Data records
────
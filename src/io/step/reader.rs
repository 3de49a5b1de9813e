//! Builds a kernel solid from parsed STEP data.

use std::collections::HashMap;
use std::path::Path;

use tracing::{debug, info, warn};

use crate::error::ImportError;
use crate::math::Point3;
use crate::operations::creation::MakeSolid;
use crate::topology::{
    EdgeCurve, EdgeData, EdgeId, FaceData, FaceId, FaceSurface, OrientedEdge, ShellData, SolidId,
    TopologyStore, VertexData, VertexId, WireData, WireId,
};

use super::entities::{
    parse_closed_shell, parse_curve, parse_edge_curve, parse_edge_loop, parse_face,
    parse_manifold_solid_brep, parse_oriented_edge, parse_surface, parse_vertex_point, StepCurve,
    StepFace, StepSurface,
};
use super::parser::{Parser, StepFile};

/// Largest distance between a vertex and the curve of an edge it bounds.
const ON_CURVE_TOLERANCE: f64 = 1e-6;

/// Imports the root solid of a STEP (ISO 10303-21) file.
///
/// The root is the `MANIFOLD_SOLID_BREP` with the smallest entity id; any
/// other solids are ignored with a warning. The solid is assembled in a
/// scratch store and copied into the target store only once it is
/// complete, so a failed import leaves the target untouched.
pub struct ImportStep<'a> {
    data: &'a [u8],
}

impl<'a> ImportStep<'a> {
    /// Creates a new `ImportStep` operation over raw file contents.
    #[must_use]
    pub fn new(data: &'a [u8]) -> Self {
        Self { data }
    }

    /// Executes the import, returning the root solid.
    ///
    /// # Errors
    ///
    /// Returns an [`ImportError`] when the data cannot be tokenized or
    /// parsed, uses unsupported entities, or does not describe a closed
    /// manifold solid.
    pub fn execute(&self, store: &mut TopologyStore) -> Result<SolidId, ImportError> {
        let file = Parser::parse(self.data)?;
        debug!(entities = file.entities.len(), "parsed STEP data");

        let solids = file.entities_of_type("MANIFOLD_SOLID_BREP");
        let Some(root) = solids.first() else {
            return Err(ImportError::NoSolids);
        };
        if solids.len() > 1 {
            let ignored: Vec<u64> = solids[1..].iter().map(|entity| entity.id).collect();
            warn!(root = root.id, ?ignored, "STEP file has several solids, importing the first");
        }

        let mut scratch = TopologyStore::new();
        let solid = SolidBuilder::new(&file).build(&mut scratch, root.id)?;
        let imported = store
            .copy_solid_from(&scratch, solid)
            .map_err(|e| ImportError::InvalidTopology(e.to_string()))?;

        let faces = store
            .solid_faces(imported)
            .map_err(|e| ImportError::InvalidTopology(e.to_string()))?
            .len();
        info!(
            root = root.id,
            faces,
            edges = scratch.edge_count(),
            vertices = scratch.vertex_count(),
            "imported STEP solid"
        );
        Ok(imported)
    }
}

/// Imports the root solid of in-memory STEP data.
///
/// # Errors
///
/// See [`ImportStep::execute`].
pub fn import_step(data: &[u8], store: &mut TopologyStore) -> Result<SolidId, ImportError> {
    ImportStep::new(data).execute(store)
}

/// Reads a STEP file from disk and imports its root solid.
///
/// # Errors
///
/// Returns [`ImportError::Io`] if the file cannot be read, otherwise see
/// [`ImportStep::execute`].
pub fn import_step_file(
    path: impl AsRef<Path>,
    store: &mut TopologyStore,
) -> Result<SolidId, ImportError> {
    let data = std::fs::read(path)?;
    import_step(&data, store)
}

/// Resolves STEP entity ids to store entities for one solid.
struct SolidBuilder<'a> {
    file: &'a StepFile,
    vertex_map: HashMap<u64, VertexId>,
    edge_map: HashMap<u64, EdgeId>,
    /// Number of times each STEP edge is traversed forward and backward.
    edge_uses: HashMap<u64, (usize, usize)>,
}

impl<'a> SolidBuilder<'a> {
    fn new(file: &'a StepFile) -> Self {
        Self {
            file,
            vertex_map: HashMap::new(),
            edge_map: HashMap::new(),
            edge_uses: HashMap::new(),
        }
    }

    fn build(mut self, store: &mut TopologyStore, solid_id: u64) -> Result<SolidId, ImportError> {
        let shell_id = parse_manifold_solid_brep(self.file, solid_id)?;
        let face_ids = parse_closed_shell(self.file, shell_id)?;
        if face_ids.is_empty() {
            return Err(ImportError::InvalidTopology(format!(
                "#{shell_id}: shell has no faces"
            )));
        }

        let mut faces = Vec::with_capacity(face_ids.len());
        for face_id in face_ids {
            faces.push(self.build_face(store, face_id)?);
        }
        self.check_edge_uses()?;

        let shell = store.add_shell(ShellData::closed(faces));
        MakeSolid::new(shell, vec![])
            .execute(store)
            .map_err(|e| ImportError::InvalidTopology(format!("#{solid_id}: {e}")))
    }

    fn build_face(&mut self, store: &mut TopologyStore, face_id: u64) -> Result<FaceId, ImportError> {
        let StepFace {
            bounds,
            surface,
            same_sense,
        } = parse_face(self.file, face_id)?;
        if bounds.is_empty() {
            return Err(ImportError::InvalidTopology(format!("#{face_id}: face has no bounds")));
        }

        let outer_index = bounds.iter().position(|b| b.is_outer).unwrap_or(0);
        let mut outer_wire = None;
        let mut inner_wires = Vec::with_capacity(bounds.len() - 1);
        for (i, bound) in bounds.iter().enumerate() {
            let wire = self.build_wire(store, bound.edge_loop, bound.orientation)?;
            if i == outer_index {
                outer_wire = Some(wire);
            } else {
                inner_wires.push(wire);
            }
        }
        let Some(outer_wire) = outer_wire else {
            return Err(ImportError::InvalidTopology(format!("#{face_id}: no outer bound")));
        };

        let surface = match parse_surface(self.file, surface)? {
            StepSurface::Plane(plane) => FaceSurface::Plane(plane),
            StepSurface::Cylinder(cylinder) => FaceSurface::Cylinder(cylinder),
        };
        Ok(store.add_face(FaceData {
            surface,
            outer_wire,
            inner_wires,
            same_sense,
        }))
    }

    /// Builds a closed wire from an `EDGE_LOOP`, reversed when the bound
    /// orientation is `.F.`.
    fn build_wire(
        &mut self,
        store: &mut TopologyStore,
        loop_id: u64,
        orientation: bool,
    ) -> Result<WireId, ImportError> {
        let oriented_ids = parse_edge_loop(self.file, loop_id)?;
        if oriented_ids.is_empty() {
            return Err(ImportError::InvalidTopology(format!("#{loop_id}: empty edge loop")));
        }

        // (step edge, forward, first step vertex, last step vertex)
        let mut traversal = Vec::with_capacity(oriented_ids.len());
        for oe_id in oriented_ids {
            let (edge_id, forward) = parse_oriented_edge(self.file, oe_id)?;
            let edge = parse_edge_curve(self.file, edge_id)?;
            let (first, last) = if forward {
                (edge.start_vertex, edge.end_vertex)
            } else {
                (edge.end_vertex, edge.start_vertex)
            };
            traversal.push((edge_id, forward, first, last));
        }
        if !orientation {
            traversal.reverse();
            for step in &mut traversal {
                *step = (step.0, !step.1, step.3, step.2);
            }
        }

        for (i, &(edge_id, _, _, last)) in traversal.iter().enumerate() {
            let next_first = traversal[(i + 1) % traversal.len()].2;
            if last != next_first {
                return Err(ImportError::InvalidTopology(format!(
                    "#{loop_id}: edge #{edge_id} ends at #{last} but the next edge starts at #{next_first}"
                )));
            }
        }

        let mut edges = Vec::with_capacity(traversal.len());
        for &(edge_id, forward, _, _) in &traversal {
            let edge = self.edge(store, edge_id)?;
            let uses = self.edge_uses.entry(edge_id).or_default();
            if forward {
                uses.0 += 1;
            } else {
                uses.1 += 1;
            }
            edges.push(OrientedEdge::new(edge, forward));
        }
        Ok(store.add_wire(WireData::closed(edges)))
    }

    /// The store edge for a STEP `EDGE_CURVE`, created on first use.
    fn edge(&mut self, store: &mut TopologyStore, edge_id: u64) -> Result<EdgeId, ImportError> {
        if let Some(&edge) = self.edge_map.get(&edge_id) {
            return Ok(edge);
        }

        let step_edge = parse_edge_curve(self.file, edge_id)?;
        let (start, start_point) = self.vertex(store, step_edge.start_vertex)?;
        let (end, end_point) = self.vertex(store, step_edge.end_vertex)?;

        let data = match parse_curve(self.file, step_edge.curve)? {
            StepCurve::Line => EdgeData::line(start, end, start_point, end_point)
                .map_err(|e| ImportError::InvalidGeometry(format!("#{edge_id}: {e}")))?,
            StepCurve::Circle(circle) => {
                let arc_end =
                    (step_edge.start_vertex != step_edge.end_vertex).then_some(&end_point);
                let (t_start, t_end) = circle.arc(&start_point, arc_end, step_edge.same_sense);
                EdgeData {
                    start,
                    end,
                    curve: EdgeCurve::Circle(circle),
                    t_start,
                    t_end,
                }
            }
        };

        let curve = data.curve.as_curve();
        for (vertex_id, point) in [
            (step_edge.start_vertex, start_point),
            (step_edge.end_vertex, end_point),
        ] {
            let distance = curve.distance_to(&point);
            if distance > ON_CURVE_TOLERANCE {
                return Err(ImportError::InvalidGeometry(format!(
                    "#{edge_id}: vertex #{vertex_id} lies {distance:e} off its curve"
                )));
            }
        }

        let edge = store.add_edge(data);
        self.edge_map.insert(edge_id, edge);
        Ok(edge)
    }

    fn vertex(
        &mut self,
        store: &mut TopologyStore,
        vertex_id: u64,
    ) -> Result<(VertexId, Point3), ImportError> {
        let point = parse_vertex_point(self.file, vertex_id)?;
        let vertex = *self
            .vertex_map
            .entry(vertex_id)
            .or_insert_with(|| store.add_vertex(VertexData::new(point)));
        Ok((vertex, point))
    }

    /// Every edge of a closed manifold shell is used once in each direction.
    fn check_edge_uses(&self) -> Result<(), ImportError> {
        let mut ids: Vec<_> = self.edge_uses.iter().collect();
        ids.sort_unstable_by_key(|(id, _)| **id);
        for (edge_id, &(forward, backward)) in ids {
            if forward != 1 || backward != 1 {
                return Err(ImportError::InvalidTopology(format!(
                    "#{edge_id}: edge is used {forward} time(s) forward and {backward} time(s) \
                     backward, a closed shell needs exactly one of each"
                )));
            }
        }
        Ok(())
    }
}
────
• Work to complete: In the records above, locate every line with the string "scratch" and copy it.

• Your solution:
/// scratch store and copied into the target store only once it is
        let mut scratch = TopologyStore::new();
        let solid = SolidBuilder::new(&file).build(&mut scratch, root.id)?;
            .copy_solid_from(&scratch, solid)
            edges = scratch.edge_count(),
            vertices = scratch.vertex_count(),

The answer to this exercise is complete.